¡Ovejas...! Desaparecen ciertos símbolos.

Siempre y permanentemente estarán ahí los "hechos naturales" como símbolo y expresión de lo que la espiritualidad vive como morir y renacer: por primavera todos los años se produce y reproduce la resurrección de la naturaleza... Asimismo los dioses occidentales mueren en invierno y resucitan en primavera. Todo muy "natural".
Son símbolos nacidos en tierras donde están bien definidas las cuatro estaciones. La simbología de los territorios monzónicos es otra y más sinjiestra y terrorífica aquellos donde o bien el sol desaparece durante un largo periodo de tiempo, países septentrionales, o donde el sol es abrasador, como los dioses aztecas. He aquí un elemento que podría hacer dudar de la verdadera entidad de los productos intelectuales, mentales y vivenciales religiosos.
Hoy el Evangelio trae a colación un símbolo que ha servido para muchas alegorías sobre la protección de Dios respecto a sus "hijos": el pastor y las ovejas. Ha sido el sustento de infinidad de relatos, obras pictóricas y esculturales, poemas y homilías durante siglos.
Hace una semana tal símbolo dejó de existir en mi pueblo. El último pastor, al llegar la hora de su jubilación, vendió sus doscientas ovejas, ésas que hacían paisaje en la lejanía de las lomas. Se ha quedado con un perro de los tres que tenía. Lo que es "natural" en la vida, supone una pérdida irreparable. Las nuevas generaciones, ésas que sólo visitan el pueblo en los días de vacación, ya no tendrán elementos comparativos reales cuando oigan hablar del "buen pastor".
Hay asimismo una desfiguración, quizá hasta interesada, de la imagen del pastor. No deja de ser una persona. Y las más de las veces una persona inculta que se ha quedado en el escalafón más ínfimo de la sociedad. Quizá fuera por despecho, por no soportar el paso hacia la nada, pero el otro pastor en el trance de tener que dejar sus ovejas, ahorcó a sus perros en una encina del monte. Y si hay alguien que "ama" a sus perros más que nadie, es el pastor.

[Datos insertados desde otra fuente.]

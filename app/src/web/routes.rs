// orderdesk_app/src/web/routes.rs

use actix_web::web;

use super::extractors;
use super::handlers::{order_handlers, product_handlers};

async fn health_check_handler() -> actix_web::HttpResponse {
  actix_web::HttpResponse::Ok().json(serde_json::json!({ "status": "ok" }))
}

// Called from `main.rs` (and the HTTP tests) to configure services for the Actix App.
pub fn configure_app_routes(cfg: &mut web::ServiceConfig) {
  cfg
    .app_data(extractors::json_config())
    .app_data(extractors::path_config())
    .app_data(extractors::query_config())
    .route("/health", web::get().to(health_check_handler))
    .service(
      web::scope("/v1")
        .service(
          web::scope("/products")
            .route("", web::get().to(product_handlers::list_products_handler))
            .route("", web::post().to(product_handlers::create_product_handler))
            .route("/{product_id}", web::get().to(product_handlers::get_product_handler))
            .route("/{product_id}", web::put().to(product_handlers::update_product_handler)),
        )
        .service(
          web::scope("/orders")
            .route("", web::get().to(order_handlers::list_orders_in_interval_handler))
            .route("", web::post().to(order_handlers::create_order_handler))
            .route("/{order_id}", web::get().to(order_handlers::get_order_handler)),
        ),
    );
}
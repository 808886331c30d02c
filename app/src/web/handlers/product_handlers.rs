// orderdesk_app/src/web/handlers/product_handlers.rs

use actix_web::{web, HttpResponse};
use orderdesk::{CreateProductRequest, UpdateProductRequest};
use tracing::{info, instrument};
use uuid::Uuid;

use crate::errors::AppError;
use crate::state::AppState;

#[instrument(name = "handler::list_products", skip(app_state))]
pub async fn list_products_handler(app_state: web::Data<AppState>) -> Result<HttpResponse, AppError> {
  let products = app_state.product_service.get_all().await?;
  if products.is_empty() {
    info!("Received empty products list.");
    return Ok(HttpResponse::NoContent().finish());
  }
  Ok(HttpResponse::Ok().json(products))
}

#[instrument(name = "handler::get_product", skip(app_state, path), fields(product_id = %path.as_ref()))]
pub async fn get_product_handler(
  app_state: web::Data<AppState>,
  path: web::Path<Uuid>,
) -> Result<HttpResponse, AppError> {
  let product = app_state.product_service.get_by_id(path.into_inner()).await?;
  Ok(HttpResponse::Ok().json(product))
}

#[instrument(name = "handler::create_product", skip(app_state, req_payload))]
pub async fn create_product_handler(
  app_state: web::Data<AppState>,
  req_payload: web::Json<CreateProductRequest>,
) -> Result<HttpResponse, AppError> {
  let new_product = req_payload.into_inner().validate()?;
  let product = app_state.product_service.create(new_product).await?;
  info!(product_id = %product.id, "Product created via API.");
  Ok(HttpResponse::Created().json(product))
}

#[instrument(name = "handler::update_product", skip(app_state, path, req_payload), fields(product_id = %path.as_ref()))]
pub async fn update_product_handler(
  app_state: web::Data<AppState>,
  path: web::Path<Uuid>,
  req_payload: web::Json<UpdateProductRequest>,
) -> Result<HttpResponse, AppError> {
  let patch = req_payload.into_inner().validate()?;
  let product = app_state
    .product_service
    .update(path.into_inner(), patch)
    .await
    .map_err(AppError::missing_update_target)?;
  Ok(HttpResponse::Ok().json(product))
}
// orderdesk/src/validation.rs

//! Request payloads as they arrive from a client, and the checks that turn
//! them into typed commands.
//!
//! Every field is optional at this stage so a missing field is reported the
//! same way as an invalid one. Each `validate` collects all failures before
//! returning.

use rust_decimal::Decimal;
use serde::Deserialize;
use tracing::debug;
use uuid::Uuid;
use validator::ValidateEmail;

use crate::error::{FieldError, OrderdeskError, OrderdeskResult};
use crate::models::product::PRODUCT_NAME_MAX_LEN;
use crate::models::{NewProduct, ProductPatch};
use crate::services::NewOrderRequest;

const MUST_NOT_BE_NULL: &str = "must not be null";
const MUST_BE_POSITIVE: &str = "must be greater than 0";

#[derive(Debug, Clone, Default, Deserialize)]
pub struct CreateProductRequest {
  #[serde(default)]
  pub name: Option<String>,
  #[serde(default, with = "rust_decimal::serde::arbitrary_precision_option")]
  pub price: Option<Decimal>,
}

#[derive(Debug, Clone, Default, Deserialize)]
pub struct UpdateProductRequest {
  #[serde(default)]
  pub name: Option<String>,
  #[serde(default, with = "rust_decimal::serde::arbitrary_precision_option")]
  pub price: Option<Decimal>,
}

#[derive(Debug, Clone, Default, Deserialize)]
#[serde(rename_all = "camelCase")]
pub struct CreateOrderRequest {
  #[serde(default)]
  pub customer_email: Option<String>,
  #[serde(default)]
  pub product_ids: Option<Vec<Uuid>>,
}

fn check_name(name: &str, errors: &mut Vec<FieldError>) {
  if name.chars().count() > PRODUCT_NAME_MAX_LEN {
    errors.push(FieldError::new(
      "name",
      format!("size must be between 0 and {}", PRODUCT_NAME_MAX_LEN),
    ));
  }
}

fn check_price(price: Decimal, errors: &mut Vec<FieldError>) {
  if price <= Decimal::ZERO {
    errors.push(FieldError::new("price", MUST_BE_POSITIVE));
  }
}

fn finish<T>(value: Option<T>, errors: Vec<FieldError>) -> OrderdeskResult<T> {
  match value {
    Some(value) if errors.is_empty() => Ok(value),
    _ => {
      debug!(failures = errors.len(), "Request payload rejected by validation.");
      Err(OrderdeskError::Validation(errors))
    }
  }
}

impl CreateProductRequest {
  pub fn validate(self) -> OrderdeskResult<NewProduct> {
    let mut errors = Vec::new();

    match &self.name {
      Some(name) => check_name(name, &mut errors),
      None => errors.push(FieldError::new("name", MUST_NOT_BE_NULL)),
    }
    match self.price {
      Some(price) => check_price(price, &mut errors),
      None => errors.push(FieldError::new("price", MUST_NOT_BE_NULL)),
    }

    let product = match (self.name, self.price) {
      (Some(name), Some(price)) => Some(NewProduct { name, price }),
      _ => None,
    };
    finish(product, errors)
  }
}

impl UpdateProductRequest {
  pub fn validate(self) -> OrderdeskResult<ProductPatch> {
    let mut errors = Vec::new();

    if let Some(name) = &self.name {
      check_name(name, &mut errors);
    }
    if let Some(price) = self.price {
      check_price(price, &mut errors);
    }

    finish(
      Some(ProductPatch {
        name: self.name,
        price: self.price,
      }),
      errors,
    )
  }
}

impl CreateOrderRequest {
  pub fn validate(self) -> OrderdeskResult<NewOrderRequest> {
    let mut errors = Vec::new();

    match &self.customer_email {
      Some(email) if !email.validate_email() => {
        errors.push(FieldError::new("customerEmail", "must be a well-formed email address"))
      }
      Some(_) => {}
      None => errors.push(FieldError::new("customerEmail", MUST_NOT_BE_NULL)),
    }
    match &self.product_ids {
      Some(ids) if ids.is_empty() => errors.push(FieldError::new("productIds", "must not be empty")),
      Some(_) => {}
      None => errors.push(FieldError::new("productIds", "must not be empty")),
    }

    let request = match (self.customer_email, self.product_ids) {
      (Some(customer_email), Some(product_ids)) => Some(NewOrderRequest {
        customer_email,
        product_ids,
      }),
      _ => None,
    };
    finish(request, errors)
  }
}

También he conocido lo contrario. El primero de los tres que había en el pueblo tenía un bagaje de cultura natural impresionante. Me pasaba la shoras muertas charlando con él, recorriendo parajes cercanos, hablando de lo divino y lo humano... Me impresionó constatar en la realidad aquello que se dice en el Evangelio: "Yo conozco mis ovejas y mis ovjeas me conocen a mí". En sus palabras: "¡Anda, no las voy a conocer una por una! Pues ¿qué haría yo si no las conociera?"
Sabía por la forma de andar, de mirar, de esconder la cabeza... si tal o cual oveja estaba bien o mal de salud. Siempre me maravilló aquella puntería para cortar la cabeza a una serpiente con una piedra plana. O explicarme para qué servía cada una de las hierbas que tenía colgadas en las vigas del aprisco, manojos por docenas. Y el significado de cada silbido: para salir del sembrado, para que fueran a la derecha o izquierda, para que este perro o el otro las apartara y dirigiera... Incluso las ventajas del excremento de verano de las ovejas frente al del invierno para el abono de la huerta.
Pues lo dicho: de eso los urbanitas no saben nada. Otra ha de ser la simbología en ciernes, simbología que todavía tardará tiempo en desarrollarse. Y a la par que aquélla, la que surgió de las faenas agrícolas, fenece, muere el entendimiento vivencial de los símbolos del pasado.
El mundo de las ovejas es hoy otro. Cada vez recorrerán menos nuestros campos de Castilla, estabuladas la mayor parte del tiempo. ¿Triste? ¿Una pérdida? No lo sé. Siempre son así los cambios: algo muere para que nazca una vida nueva.